On 1/23/2013 11:29 AM, James Bottomley wrote:
On Wed, 2013-01-23 at 10:47 +0100, Marek Szyprowski wrote:
> On 1/22/2013 11:13 AM, James Bottomley wrote:
> > There might be a simple solution: just replace void *cpu_addr with void
> > **cpu_addr in the API. This is a bit nasty since compilers think that
> > void ** to void * conversion is quite legal, so it would be hard to pick
> > up misuse of this (uint8_t ** would be better). That way VIPT could
> > remap the kernel pages to a coherent address. This would probably have
> > to change in the dma_mmap_attr() and dma_ops structures.
> >
> > All consumers would have to expect cpu_addr might change, but that seems
> > doable.
>
> I still don't get how this can help having a coherent buffer between DMA
> (devices) and CPU (kernel and user space mappings). The main purpose of
> the dma_mmap_coherent() call is to provide a common API for mapping a
> coherent buffer between DMA (device) and userspace. It is not about
> creating a coherent mapping for sharing memory between userspace and
> kernel space.
OK, so I assume you don't understand how VIPT architectures work?
On a VIPT architecture, the CPU cache is indexed by the virtual address
but tagged by the physical address. This means that when an address
comes into the CPU, we can do simultaneous lookups in the cache and the
TLB (by the virtual address). The cache doesn't have the full address
bits of the index, so it usually only looks up the lowest n bits. The
value of n gives the congruency of the cache (sometimes called the
colour of the cache lines). The cache usually produces a number of
possible lines depending on its associativity and the TLB lookup
produces the physical address. We can now sweep through the cache lines
and if a physical address tag matches, return the answer from the cache
instead of having to consult main memory. This gives a speed advantage
over PIPT (Physically Indexed Physically Tagged) caches because on PIPT
the cache lookup can only occur *after* the TLB lookup instead of
concurrently with.
As an aside, in practise every PIPT CPU actually has a VIPT cache,
purely because of the speed angle. The trick to making it all work is
to shrink n so that n <= PAGE_SIZE_BITS and increase the associativity.
This means you can get VIPT speed without producing the aliasing
effects.
Coherence is achieved in VIPT CPUs when two mapping addresses for the
same physical page, say v1 and v2 are congruent i.e. (v1 & ((1<<n)-1))

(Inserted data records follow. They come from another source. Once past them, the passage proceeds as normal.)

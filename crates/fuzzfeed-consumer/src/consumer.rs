use fuzzfeed_types::Record;
use fuzzfeed_wire::{Cursor, DecodeError};
use tracing::debug;

use crate::config::SplitConfig;
use crate::error::SplitError;
use crate::plan::Calls;
use crate::populate::populate_record;

/// Turns one fuzz input into structured test values.
///
/// A consumer borrows the buffer for a single fuzz iteration. It can
/// either carve the buffer into a plan of simulated calls with
/// [`split`](Self::split), or fill records directly with
/// [`populate_record`](Self::populate_record).
///
/// Split layout:
///
/// ```text
/// ┌────────┬──────────────────────┬─────────────────────────────────────┐
/// │ byte 0 │ bytes 1 ..= n        │ bytes n+1 ..                        │
/// ├────────┼──────────────────────┼─────────────────────────────────────┤
/// │ n      │ command part         │ rest of array                       │
/// │        │ one selector / call  │ n equal chunks, one per call        │
/// └────────┴──────────────────────┴─────────────────────────────────────┘
/// ```
///
/// The derived views borrow from the original buffer; nothing is copied.
#[derive(Clone, Debug)]
pub struct Consumer<'a> {
    data: &'a [u8],
    command_part: &'a [u8],
    rest_of_array: &'a [u8],
    number_of_calls: usize,
}

impl<'a> Consumer<'a> {
    pub fn new(data: &'a [u8]) -> Self {
        Self {
            data,
            command_part: &[],
            rest_of_array: &[],
            number_of_calls: 0,
        }
    }

    /// The buffer this consumer was built from.
    pub fn data(&self) -> &'a [u8] {
        self.data
    }

    /// One selector byte per planned call. Empty until a split succeeds.
    pub fn command_part(&self) -> &'a [u8] {
        self.command_part
    }

    /// Parameter bytes shared evenly between the planned calls.
    pub fn rest_of_array(&self) -> &'a [u8] {
        self.rest_of_array
    }

    pub fn number_of_calls(&self) -> usize {
        self.number_of_calls
    }

    /// Partition the buffer into between `min_calls` and `max_calls`
    /// calls (both inclusive).
    ///
    /// On success the command part, rest of array and call count are
    /// stored on the consumer. On failure they keep whatever a previous
    /// successful split stored.
    ///
    /// # Errors
    ///
    /// - [`SplitError::EmptyInput`] for an empty buffer.
    /// - [`SplitError::CallCountOutOfRange`] if the header byte is outside
    ///   the bounds.
    /// - [`SplitError::InsufficientLength`] if the buffer holds fewer than
    ///   `2n + 1` bytes.
    /// - [`SplitError::NotDivisible`] if the parameter bytes cannot be
    ///   shared evenly, including the `n == 0` case.
    pub fn split(&mut self, min_calls: usize, max_calls: usize) -> Result<(), SplitError> {
        self.split_with(&SplitConfig::new(min_calls, max_calls))
    }

    /// [`split`](Self::split) with the bounds taken from `config`.
    ///
    /// # Errors
    ///
    /// Same as [`split`](Self::split).
    pub fn split_with(&mut self, config: &SplitConfig) -> Result<(), SplitError> {
        let Some(&header) = self.data.first() else {
            debug!("split rejected: empty input");
            return Err(SplitError::EmptyInput);
        };

        let calls = usize::from(header);
        if !config.contains(calls) {
            debug!(
                calls,
                min = config.min_calls,
                max = config.max_calls,
                "split rejected: call count out of range"
            );
            return Err(SplitError::CallCountOutOfRange {
                count: calls,
                min: config.min_calls,
                max: config.max_calls,
            });
        }

        // Header, one selector per call, and at least one parameter byte
        // per call.
        let required = 2 * calls + 1;
        if self.data.len() < required {
            debug!(len = self.data.len(), required, "split rejected: input too short");
            return Err(SplitError::InsufficientLength {
                len: self.data.len(),
                required,
            });
        }

        let command_part = &self.data[1..=calls];
        let rest_of_array = &self.data[calls + 1..];

        if rest_of_array.len().checked_rem(calls) != Some(0) {
            debug!(
                len = rest_of_array.len(),
                calls, "split rejected: parameters not divisible"
            );
            return Err(SplitError::NotDivisible {
                len: rest_of_array.len(),
                calls,
            });
        }

        self.command_part = command_part;
        self.rest_of_array = rest_of_array;
        self.number_of_calls = calls;
        Ok(())
    }

    /// Iterate the planned calls, pairing each selector byte with its
    /// equally sized parameter chunk.
    ///
    /// Yields nothing until a split has succeeded.
    pub fn calls(&self) -> Calls<'a> {
        Calls::new(self.command_part, self.rest_of_array, self.number_of_calls)
    }

    /// A cursor over the whole buffer, for decoding values by hand.
    pub fn cursor(&self) -> Cursor<'a> {
        Cursor::new(self.data)
    }

    /// Populate `target` from `data`.
    ///
    /// `data` is independent of the consumer's own buffer; pass
    /// [`data`](Self::data) or a call's parameters, or use
    /// [`populate`](Self::populate) for the whole buffer.
    ///
    /// # Errors
    ///
    /// See [`populate_record`](crate::populate_record).
    pub fn populate_record<R: Record + ?Sized>(
        &self,
        target: &mut R,
        data: &[u8],
    ) -> Result<(), DecodeError> {
        populate_record(target, data)
    }

    /// Populate `target` from the consumer's own buffer.
    ///
    /// # Errors
    ///
    /// See [`populate_record`](crate::populate_record).
    pub fn populate<R: Record + ?Sized>(&self, target: &mut R) -> Result<(), DecodeError> {
        populate_record(target, self.data)
    }
}
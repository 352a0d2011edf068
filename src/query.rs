//! Query orchestration
//!
//! [`UfsQuery`] runs one request through build, submit and parse. Each call
//! is a single attempt: the first failure ends the call and is returned
//! unchanged. Retry policy belongs to the caller.

use crate::config::QueryConfig;
use crate::desc::{self, decode_string_descriptor, DescriptorBuffer, DescriptorKind};
use crate::error::{UfsError, UfsResult};
use crate::idn::{AttributeIdn, FlagIdn};
use crate::transport::UfsTransport;
use crate::upiu::{QueryRequest, QueryResponse, QueryValue, UpiuCodec};
use log::{Level, Log, Metadata, Record};
use std::fmt;
use std::sync::Arc;

/// Per-call state: Build -> Submit -> Parse -> Done | Failed
#[derive(Debug, Clone, Copy, PartialEq, Eq, Default)]
pub enum QueryStage {
    /// No call made yet
    #[default]
    Idle,
    Build,
    Submit,
    Parse,
    Done,
    Failed,
}

/// Forwards to whatever logger is installed in the `log` facade
pub struct GlobalLogger;

impl Log for GlobalLogger {
    fn enabled(&self, metadata: &Metadata) -> bool {
        log::logger().enabled(metadata)
    }

    fn log(&self, record: &Record) {
        log::logger().log(record)
    }

    fn flush(&self) {
        log::logger().flush()
    }
}

/// Discards everything
pub struct NopLogger;

impl Log for NopLogger {
    fn enabled(&self, _metadata: &Metadata) -> bool {
        false
    }

    fn log(&self, _record: &Record) {}

    fn flush(&self) {}
}

/// Query orchestrator over a transport
pub struct UfsQuery<T: UfsTransport> {
    transport: T,
    codec: UpiuCodec,
    logger: Arc<dyn Log>,
    stage: QueryStage,
    failed_in: Option<QueryStage>,
}

impl<T: UfsTransport> UfsQuery<T> {
    pub fn new(transport: T) -> Self {
        Self::with_config(transport, &QueryConfig::default())
    }

    pub fn with_config(transport: T, config: &QueryConfig) -> Self {
        UfsQuery {
            transport,
            codec: UpiuCodec::new(config.reserved_policy),
            logger: Arc::new(GlobalLogger),
            stage: QueryStage::Idle,
            failed_in: None,
        }
    }

    /// Replace the logger (e.g. with [`NopLogger`])
    pub fn with_logger(mut self, logger: Arc<dyn Log>) -> Self {
        self.logger = logger;
        self
    }

    /// Terminal stage of the most recent call
    pub fn stage(&self) -> QueryStage {
        self.stage
    }

    /// Stage in which the most recent call failed, if it did
    pub fn failed_in(&self) -> Option<QueryStage> {
        self.failed_in
    }

    pub fn transport(&self) -> &T {
        &self.transport
    }

    pub fn transport_mut(&mut self) -> &mut T {
        &mut self.transport
    }

    pub fn into_transport(self) -> T {
        self.transport
    }

    fn emit(&self, level: Level, args: fmt::Arguments) {
        let record = Record::builder()
            .level(level)
            .target(module_path!())
            .module_path_static(Some(module_path!()))
            .file_static(Some(file!()))
            .args(args)
            .build();
        if self.logger.enabled(record.metadata()) {
            self.logger.log(&record);
        }
    }

    fn enter(&mut self, stage: QueryStage) {
        self.emit(Level::Trace, format_args!("{:?} -> {:?}", self.stage, stage));
        self.stage = stage;
    }

    fn step<V>(&mut self, result: UfsResult<V>) -> UfsResult<V> {
        if let Err(e) = &result {
            self.emit(Level::Debug, format_args!("Query failed in {:?}: {}", self.stage, e));
            self.failed_in = Some(self.stage);
            self.stage = QueryStage::Failed;
        }
        result
    }

    /// Run one Query Request/Response exchange
    pub fn execute(&mut self, req: &QueryRequest) -> UfsResult<QueryResponse> {
        self.failed_in = None;
        self.emit(
            Level::Debug,
            format_args!(
                "{} {} 0x{:02x} ({}) index {} selector {}",
                req.opcode.name(),
                req.idn.category(),
                req.idn.code(),
                req.idn.name(),
                req.index,
                req.selector
            ),
        );

        self.enter(QueryStage::Build);
        let encoded = self.codec.encode_request(req);
        let cmd = self.step(encoded)?;

        self.enter(QueryStage::Submit);
        let submitted = self.transport.submit(&cmd, req.expected_response_len());
        let raw = self.step(submitted)?;

        self.enter(QueryStage::Parse);
        let decoded = self.codec.decode_response(&raw, req);
        let rsp = self.step(decoded)?;

        self.enter(QueryStage::Done);
        Ok(rsp)
    }

    pub fn nop(&mut self) -> UfsResult<()> {
        self.execute(&QueryRequest::nop())?;
        Ok(())
    }

    pub fn read_flag(&mut self, idn: FlagIdn) -> UfsResult<bool> {
        let rsp = self.execute(&QueryRequest::read_flag(idn))?;
        flag_of(&rsp)
    }

    /// Set a flag, returning the value the device reports afterwards
    pub fn set_flag(&mut self, idn: FlagIdn) -> UfsResult<bool> {
        let rsp = self.execute(&QueryRequest::set_flag(idn))?;
        flag_of(&rsp)
    }

    pub fn clear_flag(&mut self, idn: FlagIdn) -> UfsResult<bool> {
        let rsp = self.execute(&QueryRequest::clear_flag(idn))?;
        flag_of(&rsp)
    }

    pub fn toggle_flag(&mut self, idn: FlagIdn) -> UfsResult<bool> {
        let rsp = self.execute(&QueryRequest::toggle_flag(idn))?;
        flag_of(&rsp)
    }

    pub fn read_attribute(&mut self, idn: AttributeIdn, index: u8, selector: u8) -> UfsResult<u32> {
        let rsp = self.execute(&QueryRequest::read_attribute(idn, index, selector))?;
        attribute_of(&rsp)
    }

    pub fn write_attribute(
        &mut self,
        idn: AttributeIdn,
        index: u8,
        selector: u8,
        value: u32,
    ) -> UfsResult<()> {
        self.execute(&QueryRequest::write_attribute(idn, index, selector, value))?;
        Ok(())
    }

    /// Read a descriptor using its kind's full size as the buffer
    pub fn read_descriptor(&mut self, kind: DescriptorKind, index: u8, selector: u8) -> UfsResult<Vec<u8>> {
        let len = desc::max_size(kind)?;
        self.read_descriptor_len(kind, index, selector, len as u16)
    }

    /// Read a descriptor into a buffer of `len` bytes
    pub fn read_descriptor_len(
        &mut self,
        kind: DescriptorKind,
        index: u8,
        selector: u8,
        len: u16,
    ) -> UfsResult<Vec<u8>> {
        let mut req = QueryRequest::read_descriptor(kind, index, selector, len);
        if kind.is_rfu() {
            req = req.with_size_override(len);
        }
        let rsp = self.execute(&req)?;
        match rsp.value {
            QueryValue::Descriptor(data) => Ok(data),
            _ => Err(unexpected_value(&rsp)),
        }
    }

    /// Read string descriptor `index` and decode it
    pub fn read_string_descriptor(&mut self, index: u8) -> UfsResult<String> {
        let data = self.read_descriptor(DescriptorKind::String, index, 0)?;
        decode_string_descriptor(&data)
    }

    pub fn write_descriptor(&mut self, buf: DescriptorBuffer, index: u8, selector: u8) -> UfsResult<()> {
        self.execute(&QueryRequest::write_descriptor(buf, index, selector))?;
        Ok(())
    }
}

fn flag_of(rsp: &QueryResponse) -> UfsResult<bool> {
    rsp.flag().ok_or_else(|| unexpected_value(rsp))
}

fn attribute_of(rsp: &QueryResponse) -> UfsResult<u32> {
    rsp.attribute().ok_or_else(|| unexpected_value(rsp))
}

fn unexpected_value(rsp: &QueryResponse) -> UfsError {
    UfsError::UnexpectedValue {
        opcode: rsp.opcode as u8,
    }
}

== (v2 & ((1<<n)-1)). For such mappings, the same cache line is used.
This is why we have an architecture override for
arch_get_unmapped_area(). we use this to ensure all shareable mappings
for all userspace process are at congruent addresses, so we don't get
any aliasing problems in shared VMAs.
Aliasing happens when v1 & ((1<<n)-1)) != (v2 & ((1<<n)-1)) where v1 and
v2 are virtual addresses of the same physical page. Now that page has
*two* cache copies and you have to be very careful to resolve the
aliases. This, unfortunately, is the default scenario for kernel
virtual and user virtual addresses because all kernel pages are offset
mapped which is why we have to be annoyingly careful about flushing
kernel pages before we hand control back to userspace.
As you can see, we can only share a mapping between the kernel and user
space without all the aliasing problems if the address is congruent.
dma_mmap_coherent() seeks to be coherent from the device to the kernel
to userspace. On PARISC, we fix device coherency by loading a coherence
index into our IOMMU (it effectively tells the IOMMU the virtual alias
for the physical memory and allows the CPU cache to be managed as part
of the I/O transaction). The only way to prevent aliasing between the
kernel and user space is to make the two addresses congruent. We
already have a fixed user address (given to us by the vma), so our only
choice is to remap the page in the kernel to a congruent address and
bingo we have a buffer shared between device/kernel/user space with no
aliasing problems.
The reason for making the cpu_addr mutable is to allow the
implementation to remap the page and make full congruency happen. We
can't allow the kernel and userspace addresses to be non-congruent
because kmap will fail horribly (it's required by the dma_buf_ops) and
we also run the risk of getting a machine check if the cache discovers
two dirty aliases of the same page.
I know what is VIPT, but I didn't know how device coherency is achieved on
PARISC and I wasn't aware that it is not possible to use non-cached
mappings.
Now I have a complete image of this platform, thanks for you very detailed
description.
Now we need to find some working solution. This case shows that the current
DMA mapping API is quite limited and one day it will need complete rewrite.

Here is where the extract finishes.